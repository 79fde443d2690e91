//! Mixer description types

use serde::{Deserialize, Serialize};
use std::fmt;

/// A sound card as reported by the enumerator
#[derive(Debug, Clone, PartialEq, Eq, Serialize, Deserialize)]
pub struct CardInfo {
    /// Card index, stable for the process lifetime
    pub index: u32,
    /// Display name used in OSC addresses
    pub name: String,
    /// Long, human-readable name
    pub long_name: String,
}

impl CardInfo {
    pub fn new(index: u32, name: impl Into<String>) -> Self {
        let name = name.into();
        Self {
            index,
            long_name: name.clone(),
            name,
        }
    }

    pub fn with_long_name(mut self, long_name: impl Into<String>) -> Self {
        self.long_name = long_name.into();
        self
    }
}

/// Closed interval reported by the driver for a control
#[derive(Debug, Clone, Copy, PartialEq, Serialize, Deserialize)]
pub struct ValueRange {
    pub min: f64,
    pub max: f64,
}

impl ValueRange {
    pub const fn new(min: f64, max: f64) -> Self {
        Self { min, max }
    }

    /// Clamp `value` into the range. An empty or inverted range (drivers
    /// report `0..0` when they have no dB information) passes the value
    /// through unchanged.
    pub fn clamp(&self, value: f64) -> f64 {
        if self.min < self.max {
            value.clamp(self.min, self.max)
        } else {
            value
        }
    }
}

impl Default for ValueRange {
    fn default() -> Self {
        Self::new(0.0, 100.0)
    }
}

impl fmt::Display for ValueRange {
    fn fmt(&self, f: &mut fmt::Formatter<'_>) -> fmt::Result {
        write!(f, "{}..{}", self.min, self.max)
    }
}

/// One controllable mixer parameter
#[derive(Debug, Clone, PartialEq, Serialize, Deserialize)]
pub struct ControlDescriptor {
    /// Index of the owning card
    pub card: u32,
    /// Control name, unique within the card
    pub name: String,
    /// Number of channels (always at least 1)
    pub channels: u32,
    /// Control has a mute switch
    pub can_mute: bool,
    /// Control has a record-arm (capture) switch
    pub can_record: bool,
    /// Raw volume range in driver units
    pub range: ValueRange,
    /// Volume range in dB
    pub db_range: ValueRange,
}

impl ControlDescriptor {
    pub fn new(card: u32, name: impl Into<String>) -> Self {
        Self {
            card,
            name: name.into(),
            channels: 1,
            can_mute: false,
            can_record: false,
            range: ValueRange::default(),
            db_range: ValueRange::new(0.0, 0.0),
        }
    }

    pub fn with_channels(mut self, channels: u32) -> Self {
        self.channels = channels.max(1);
        self
    }

    pub fn with_mute(mut self, can_mute: bool) -> Self {
        self.can_mute = can_mute;
        self
    }

    pub fn with_record(mut self, can_record: bool) -> Self {
        self.can_record = can_record;
        self
    }

    pub fn with_range(mut self, min: f64, max: f64) -> Self {
        self.range = ValueRange::new(min, max);
        self
    }

    pub fn with_db_range(mut self, min: f64, max: f64) -> Self {
        self.db_range = ValueRange::new(min, max);
        self
    }

    /// The (card, control) pair actuator calls are addressed to
    pub fn target(&self) -> ControlTarget {
        ControlTarget {
            card: self.card,
            control: self.name.clone(),
        }
    }
}

/// All controls of one card, in enumeration order
#[derive(Debug, Clone, PartialEq, Serialize, Deserialize)]
pub struct CardSnapshot {
    pub card: CardInfo,
    pub controls: Vec<ControlDescriptor>,
}

impl CardSnapshot {
    pub fn new(card: CardInfo, controls: Vec<ControlDescriptor>) -> Self {
        Self { card, controls }
    }
}

/// Startup view of every card and control
#[derive(Debug, Clone, Default, PartialEq, Serialize, Deserialize)]
pub struct Snapshot {
    pub cards: Vec<CardSnapshot>,
}

impl Snapshot {
    pub fn new(cards: Vec<CardSnapshot>) -> Self {
        Self { cards }
    }

    pub fn control_count(&self) -> usize {
        self.cards.iter().map(|c| c.controls.len()).sum()
    }
}

/// Identifies the control an actuator call applies to
#[derive(Debug, Clone, PartialEq, Eq, Hash, Serialize, Deserialize)]
pub struct ControlTarget {
    pub card: u32,
    pub control: String,
}

impl fmt::Display for ControlTarget {
    fn fmt(&self, f: &mut fmt::Formatter<'_>) -> fmt::Result {
        write!(f, "card {} '{}'", self.card, self.control)
    }
}

/// Which channels of a control receive a volume change
#[derive(Debug, Clone, Copy, PartialEq, Eq, Hash, Serialize, Deserialize)]
#[serde(rename_all = "lowercase")]
pub enum ChannelSelector {
    All,
    Channel(u32),
}

impl fmt::Display for ChannelSelector {
    fn fmt(&self, f: &mut fmt::Formatter<'_>) -> fmt::Result {
        match self {
            ChannelSelector::All => write!(f, "all"),
            ChannelSelector::Channel(n) => write!(f, "CH{}", n),
        }
    }
}

/// Scale a volume value is expressed in
#[derive(Debug, Clone, Copy, PartialEq, Eq, Hash, Serialize, Deserialize)]
#[serde(rename_all = "lowercase")]
pub enum Units {
    /// Fraction in [0, 1], applied as a 0-100 percentage
    Percent,
    /// Signed decibels
    Decibel,
}

/// A volume request as handed to the actuator
#[derive(Debug, Clone, Copy, PartialEq)]
pub enum Level {
    /// Integer percentage 0-100 of the control's raw range
    Percent(u8),
    /// Absolute level in dB
    Decibel(f64),
}

impl fmt::Display for Level {
    fn fmt(&self, f: &mut fmt::Formatter<'_>) -> fmt::Result {
        match self {
            Level::Percent(p) => write!(f, "{}%", p),
            Level::Decibel(db) => write!(f, "{} dB", db),
        }
    }
}
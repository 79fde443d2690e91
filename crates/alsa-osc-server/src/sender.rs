//! Minimal OSC client, for driving a running server from the command line
//! or from tests

use alsa_osc_core::Value;
use rosc::{OscMessage, OscPacket, OscType};
use std::net::SocketAddr;
use tokio::net::{lookup_host, UdpSocket};
use tracing::debug;

use crate::error::{Result, ServerError};
use crate::osc::value_to_osc_type;

/// Sends OSC messages to one remote endpoint
pub struct OscSender {
    socket: UdpSocket,
    remote: SocketAddr,
}

impl OscSender {
    /// Resolve `remote` ("host:port") and bind an ephemeral local socket
    pub async fn connect(remote: &str) -> Result<Self> {
        let remote = lookup_host(remote)
            .await
            .map_err(|e| ServerError::InvalidAddress(format!("{}: {}", remote, e)))?
            .next()
            .ok_or_else(|| ServerError::InvalidAddress(remote.to_string()))?;

        let local = if remote.is_ipv4() { "0.0.0.0:0" } else { "[::]:0" };
        let socket = UdpSocket::bind(local)
            .await
            .map_err(|source| ServerError::Bind {
                addr: local.to_string(),
                source,
            })?;

        Ok(Self { socket, remote })
    }

    pub fn remote(&self) -> SocketAddr {
        self.remote
    }

    /// Send raw OSC arguments
    pub async fn send_args(&self, address: &str, args: Vec<OscType>) -> Result<()> {
        let packet = OscPacket::Message(OscMessage {
            addr: address.to_string(),
            args,
        });
        self.send_packet(&packet).await
    }

    /// Send one value
    pub async fn send(&self, address: &str, value: &Value) -> Result<()> {
        let arg = value_to_osc_type(value).ok_or_else(|| {
            ServerError::Encode(format!("{} cannot be sent as OSC", value.type_name()))
        })?;
        self.send_args(address, vec![arg]).await
    }

    pub async fn send_packet(&self, packet: &OscPacket) -> Result<()> {
        let bytes = rosc::encoder::encode(packet)
            .map_err(|e| ServerError::Encode(format!("{:?}", e)))?;

        self.socket.send_to(&bytes, self.remote).await?;
        debug!("Sent {} bytes to {}", bytes.len(), self.remote);
        Ok(())
    }
}
//! Error types for alsa-osc

use thiserror::Error;

/// Result type alias for alsa-osc operations
pub type Result<T> = std::result::Result<T, Error>;

/// alsa-osc error types
#[derive(Error, Debug)]
pub enum Error {
    /// Address root is not a usable OSC path prefix
    #[error("invalid root: {0}")]
    InvalidRoot(String),

    /// Message arguments do not match what the route expects
    #[error("invalid argument: {0}")]
    InvalidArgument(String),

    /// Sound card could not be opened or no longer exists
    #[error("card {0} not found")]
    CardNotFound(u32),

    /// Control does not exist on the card
    #[error("control '{control}' not found on card {card}")]
    ControlNotFound { card: u32, control: String },

    /// Channel index beyond what the control exposes
    #[error("channel {channel} out of range for '{control}' ({count} channels)")]
    ChannelOutOfRange {
        control: String,
        channel: u32,
        count: u32,
    },

    /// Control does not support the requested operation
    #[error("'{control}' does not support {operation}")]
    Unsupported { control: String, operation: String },

    /// Device enumeration failed
    #[error("enumeration error: {0}")]
    Enumeration(String),

    /// Mixer driver error
    #[error("mixer error: {0}")]
    Mixer(String),
}
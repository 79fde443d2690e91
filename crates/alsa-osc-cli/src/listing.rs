//! Human-readable route announcement

use alsa_osc_core::{ChannelSelector, RouteOp, RouteTable, Snapshot, Units};
use colored::Colorize;
use std::fmt::Write;

/// Describe every card and control in enumeration order, with the routes
/// `table` actually serves for it
pub fn render(table: &RouteTable, snapshot: &Snapshot) -> String {
    let mut out = String::new();

    for card in &snapshot.cards {
        let _ = writeln!(
            out,
            "{} {} (card {}, {})",
            "Audio interface:".green().bold(),
            card.card.name,
            card.card.index,
            card.card.long_name
        );

        if card.controls.is_empty() {
            let _ = writeln!(out, "\tNo controls found...");
            let _ = writeln!(out);
            continue;
        }

        for control in &card.controls {
            let _ = writeln!(out, "\t'{}' control", control.name.cyan());

            let target = control.target();
            let mut served = 0;

            for route in table.iter().filter(|r| r.entry.target == target) {
                served += 1;
                match &route.entry.op {
                    RouteOp::SetVolume {
                        channel: ChannelSelector::All,
                        units,
                        ..
                    } => {
                        let (label, range) = match units {
                            Units::Percent => ("Volume control route:", control.range),
                            Units::Decibel => ("Volume control in dB route:", control.db_range),
                        };
                        let _ = writeln!(out, "\t\t{} {}", label, route.address);
                        let _ = writeln!(out, "\t\t\tMin value: {}", range.min);
                        let _ = writeln!(out, "\t\t\tMax value: {}", range.max);
                    }
                    RouteOp::SetVolume {
                        channel: ChannelSelector::Channel(n),
                        ..
                    } => {
                        let _ = writeln!(out, "\t\t\tChannel {} control: {}", n, route.address);
                    }
                    RouteOp::SetMute => {
                        let _ = writeln!(out, "\t\tMute control route: {}", route.address);
                        let _ = writeln!(out, "\t\t\t1 to mute, 0 to unmute");
                    }
                    RouteOp::SetRecord => {
                        let _ = writeln!(out, "\t\tRec control route: {}", route.address);
                        let _ = writeln!(out, "\t\t\t1 to record arm, 0 to unset");
                    }
                }
            }

            if served == 0 {
                let _ = writeln!(
                    out,
                    "\t\t{}",
                    "Not served: its addresses belong to an earlier card".yellow()
                );
            }
        }
        let _ = writeln!(out);
    }

    out
}

#[cfg(test)]
mod tests {
    use super::*;
    use alsa_osc_core::{CardInfo, CardSnapshot, ControlDescriptor, Root};
    use alsa_osc_test_utils::{fixture_snapshot, usb_codec_card};

    #[test]
    fn test_listing_mentions_every_route() {
        let snapshot = fixture_snapshot();
        let table = RouteTable::build(&Root::default(), &snapshot);
        let text = render(&table, &snapshot);

        for route in table.iter() {
            assert!(text.contains(&route.address), "missing {}", route.address);
        }
    }

    #[test]
    fn test_listing_reports_empty_card_and_ranges() {
        let snapshot = fixture_snapshot();
        let text = render(&RouteTable::build(&Root::default(), &snapshot), &snapshot);

        assert!(text.contains("No controls found..."));
        assert!(text.contains("Min value: -60"));
        assert!(text.contains("Max value: 100"));
        assert!(text.contains("1 to mute, 0 to unmute"));
        assert!(text.contains("1 to record arm, 0 to unset"));
    }

    #[test]
    fn test_listing_matches_served_routes_for_duplicate_card_names() {
        let twin = CardSnapshot::new(
            CardInfo::new(2, "USB Audio CODEC"),
            vec![ControlDescriptor::new(2, "PCM")
                .with_channels(2)
                .with_mute(true)],
        );
        let snapshot = Snapshot::new(vec![usb_codec_card(), twin]);
        let table = RouteTable::build(&Root::default(), &snapshot);
        let text = render(&table, &snapshot);

        let mute = "/alsa/interface/USB Audio CODEC/PCM/mute";
        assert_eq!(text.matches(mute).count(), 1);
        assert!(text.contains("Not served"));
    }
}
//! alsa-osc Core
//!
//! Core types and the address-to-control router for alsa-osc.
//!
//! This crate provides:
//! - Mixer descriptions ([`CardInfo`], [`ControlDescriptor`], [`Snapshot`])
//! - OSC address construction ([`Root`], [`RouteKind`])
//! - The immutable routing table ([`RouteTable`], [`RouteEntry`])
//! - Strongly-typed message arguments ([`Value`])
//! - Seams to the mixer driver ([`Enumerator`], [`Actuator`])
//!
//! # Example
//!
//! ```
//! use alsa_osc_core::{CardInfo, CardSnapshot, ControlDescriptor, Root, RouteTable, Snapshot};
//!
//! let card = CardInfo::new(0, "USB Audio CODEC");
//! let pcm = ControlDescriptor::new(0, "PCM").with_channels(2).with_mute(true);
//! let snapshot = Snapshot::new(vec![CardSnapshot::new(card, vec![pcm])]);
//!
//! let table = RouteTable::build(&Root::default(), &snapshot);
//! assert_eq!(table.len(), 7);
//! assert!(table.lookup("/alsa/interface/USB Audio CODEC/PCM/dB/CH1").is_some());
//! ```

pub mod address;
pub mod error;
pub mod routes;
pub mod traits;
pub mod types;
pub mod value;

pub use address::{Root, RouteKind};
pub use error::{Error, Result};
pub use routes::{control_route_count, control_routes, Route, RouteEntry, RouteOp, RouteTable};
pub use traits::{discover, Actuator, Enumerator};
pub use types::{
    CardInfo, CardSnapshot, ChannelSelector, ControlDescriptor, ControlTarget, Level, Snapshot,
    Units, ValueRange,
};
pub use value::Value;

/// Default OSC address root
pub const DEFAULT_ROOT: &str = "/alsa/interface";

/// Default UDP port the OSC server listens on
pub const DEFAULT_OSC_PORT: u16 = 8000;

/// Default bind address for the OSC server
pub const DEFAULT_BIND_ADDR: &str = "0.0.0.0";
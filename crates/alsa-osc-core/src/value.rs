//! Decoded message arguments
//!
//! The transport converts each type-tagged argument into a [`Value`]. Routes
//! then ask for the one shape they accept; anything else is rejected rather
//! than coerced.

use serde::Serialize;
use std::fmt;

/// A single decoded message argument
#[derive(Debug, Clone, PartialEq, Serialize)]
#[serde(untagged)]
pub enum Value {
    Nil,
    Bool(bool),
    Int(i64),
    Float(f64),
    String(String),
    Bytes(Vec<u8>),
    /// Argument of a type no route accepts, kept by name for diagnostics
    Other(&'static str),
}

impl Value {
    pub fn type_name(&self) -> &'static str {
        match self {
            Value::Nil => "nil",
            Value::Bool(_) => "bool",
            Value::Int(_) => "int",
            Value::Float(_) => "float",
            Value::String(_) => "string",
            Value::Bytes(_) => "blob",
            Value::Other(name) => name,
        }
    }

    /// Numeric view: integers and floats only
    pub fn as_f64(&self) -> Option<f64> {
        match self {
            Value::Int(i) => Some(*i as f64),
            Value::Float(f) => Some(*f),
            _ => None,
        }
    }

    /// Switch view: booleans, and numbers where non-zero means on
    pub fn as_bool(&self) -> Option<bool> {
        match self {
            Value::Bool(b) => Some(*b),
            Value::Int(i) => Some(*i != 0),
            Value::Float(f) if !f.is_nan() => Some(*f != 0.0),
            _ => None,
        }
    }
}

impl fmt::Display for Value {
    fn fmt(&self, f: &mut fmt::Formatter<'_>) -> fmt::Result {
        match self {
            Value::Nil => write!(f, "nil"),
            Value::Bool(b) => write!(f, "{}", b),
            Value::Int(i) => write!(f, "{}", i),
            Value::Float(v) => write!(f, "{}", v),
            Value::String(s) => write!(f, "{:?}", s),
            Value::Bytes(b) => write!(f, "<{} bytes>", b.len()),
            Value::Other(name) => write!(f, "<{}>", name),
        }
    }
}

impl From<bool> for Value {
    fn from(b: bool) -> Self {
        Value::Bool(b)
    }
}

impl From<i32> for Value {
    fn from(i: i32) -> Self {
        Value::Int(i as i64)
    }
}

impl From<i64> for Value {
    fn from(i: i64) -> Self {
        Value::Int(i)
    }
}

impl From<f32> for Value {
    fn from(f: f32) -> Self {
        Value::Float(f as f64)
    }
}

impl From<f64> for Value {
    fn from(f: f64) -> Self {
        Value::Float(f)
    }
}

impl From<&str> for Value {
    fn from(s: &str) -> Self {
        Value::String(s.to_string())
    }
}
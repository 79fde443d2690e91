//! OSC UDP server
//!
//! Every datagram is decoded with `rosc` and its messages (bundles
//! unpacked, in order) are dispatched one after another in a single task on
//! the blocking thread pool, since mixer calls are synchronous. Separate
//! datagrams run independently and are not ordered relative to each other.
//! At most [`MAX_IN_FLIGHT`] datagrams are being applied at once; the
//! receive loop waits for a free slot before reading more.
//!
//! The protocol is one-way: nothing is ever sent back to the peer.

use alsa_osc_core::{Actuator, RouteTable, DEFAULT_BIND_ADDR, DEFAULT_OSC_PORT};
use serde::{Deserialize, Serialize};
use std::net::SocketAddr;
use std::sync::atomic::Ordering;
use std::sync::Arc;
use tokio::net::UdpSocket;
use tokio::sync::{mpsc, Semaphore};
use tracing::{debug, error, info, warn};

use crate::dispatch::{Dispatcher, ServerStats};
use crate::error::{Result, ServerError};
use crate::osc::{osc_args_to_values, packet_messages};

/// Largest datagram we accept
const MAX_DATAGRAM: usize = 65535;

/// Datagrams being applied to the mixer at the same time
pub const MAX_IN_FLIGHT: usize = 64;

/// OSC server configuration
#[derive(Debug, Clone, PartialEq, Eq, Serialize, Deserialize)]
pub struct OscServerConfig {
    /// Bind address for the UDP socket (e.g. "0.0.0.0:8000")
    pub bind_addr: String,
}

impl OscServerConfig {
    pub fn new(host: &str, port: u16) -> Self {
        Self {
            bind_addr: format!("{}:{}", host, port),
        }
    }
}

impl Default for OscServerConfig {
    fn default() -> Self {
        Self::new(DEFAULT_BIND_ADDR, DEFAULT_OSC_PORT)
    }
}

/// UDP listener feeding a [`Dispatcher`]
pub struct OscServer {
    socket: Arc<UdpSocket>,
    dispatcher: Dispatcher,
    in_flight: Arc<Semaphore>,
}

impl OscServer {
    /// Bind the socket. Failing to bind is fatal for the caller.
    pub async fn bind(
        config: &OscServerConfig,
        routes: Arc<RouteTable>,
        actuator: Arc<dyn Actuator>,
    ) -> Result<Self> {
        let socket = UdpSocket::bind(&config.bind_addr)
            .await
            .map_err(|source| ServerError::Bind {
                addr: config.bind_addr.clone(),
                source,
            })?;

        Ok(Self {
            socket: Arc::new(socket),
            dispatcher: Dispatcher::new(routes, actuator),
            in_flight: Arc::new(Semaphore::new(MAX_IN_FLIGHT)),
        })
    }

    pub fn local_addr(&self) -> Result<SocketAddr> {
        Ok(self.socket.local_addr()?)
    }

    pub fn stats(&self) -> ServerStats {
        self.dispatcher.stats()
    }

    /// Serve until a shutdown signal arrives (or its sender is dropped)
    pub async fn serve(&self, shutdown_rx: &mut mpsc::Receiver<()>) -> Result<()> {
        info!(
            "OSC server listening on {} ({} routes)",
            self.local_addr()?,
            self.dispatcher.routes().len()
        );

        let mut buf = vec![0u8; MAX_DATAGRAM];

        loop {
            tokio::select! {
                result = self.socket.recv_from(&mut buf) => {
                    match result {
                        Ok((len, peer)) => self.handle_datagram(&buf[..len], peer).await,
                        Err(e) => {
                            error!("OSC recv error: {}", e);
                        }
                    }
                }
                _ = shutdown_rx.recv() => {
                    info!("OSC server shutting down");
                    break;
                }
            }
        }

        Ok(())
    }

    async fn handle_datagram(&self, data: &[u8], peer: SocketAddr) {
        let counters = self.dispatcher.counters();
        counters.datagrams.fetch_add(1, Ordering::Relaxed);

        let packet = match rosc::decoder::decode_udp(data) {
            Ok((_, packet)) => packet,
            Err(e) => {
                warn!("OSC decode error from {}: {}", peer, e);
                counters.decode_errors.fetch_add(1, Ordering::Relaxed);
                return;
            }
        };

        let messages: Vec<_> = packet_messages(packet)
            .into_iter()
            .map(|msg| {
                debug!("OSC message from {}: {} {:?}", peer, msg.addr, msg.args);
                let args = osc_args_to_values(&msg.args);
                (msg.addr, args)
            })
            .collect();
        if messages.is_empty() {
            return;
        }

        let permit = match Arc::clone(&self.in_flight).acquire_owned().await {
            Ok(permit) => permit,
            Err(e) => {
                error!("OSC dispatch slots closed: {}", e);
                return;
            }
        };

        let dispatcher = self.dispatcher.clone();
        tokio::task::spawn_blocking(move || {
            let _permit = permit;
            for (addr, args) in &messages {
                dispatcher.dispatch(addr, args);
            }
        });
    }
}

_ _ _ _ _

EXERCISE:
Wherever the word "traits" appears in the listing above, copy that line.

EXERCISE RESPONSE:
pub mod traits;
pub use traits::{discover, Actuator, Enumerator};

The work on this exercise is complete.